Published online by Cambridge University Press: 22 September 2009
Edited volumes are, by their very nature, a compilation of the views of different minds. And yet, in most cases, those different minds are chosen for a purpose. In the case at hand that purpose can be intuited from the title of this volume: Ethnicity, Social Mobility, and Public Policy: Comparing the USA and UK. The assumptions underlying the editors' efforts in bringing these many scholars together are essentially twofold: that social mobility is a heterogeneous phenomenon – not functioning the same way in every society and for every social group; and, that the social markers of ethnicity and race matter in the study of social mobility.
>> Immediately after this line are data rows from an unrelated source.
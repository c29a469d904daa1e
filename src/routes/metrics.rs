use axum::extract::State;
use axum::http::header;
use axum::response::IntoResponse;
use metrics_exporter_prometheus::PrometheusHandle;
use std::sync::Arc;

/// GET /metrics — Prometheus text exposition of the cascade metrics.
pub async fn prometheus_metrics(State(handle): State<Arc<PrometheusHandle>>) -> impl IntoResponse {
    (
        [(header::CONTENT_TYPE, "text/plain; version=0.0.4")],
        handle.render(),
    )
}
Ethnicity and race are causally related to social mobility for the obvious reason that actors in society at large distribute mobility – relevant goods with those markers in mind, but also because those markers represent real social formations in the context of which mobility-relevant goods are produced and nurtured. Our view is that, in discerning how these effects play themselves out, analytical leverage is gained by making reference to the broadest possible range of groups and social settings. This we attempt to do in this volume. This introductory essay will elaborate on and defend these assumptions, and then connect them to the structure and content of the book.
Social mobility – what is it?
The editors of this volume view social mobility not as a single, homogeneous phenomenon, but rather as a cluster of interdependent social processes.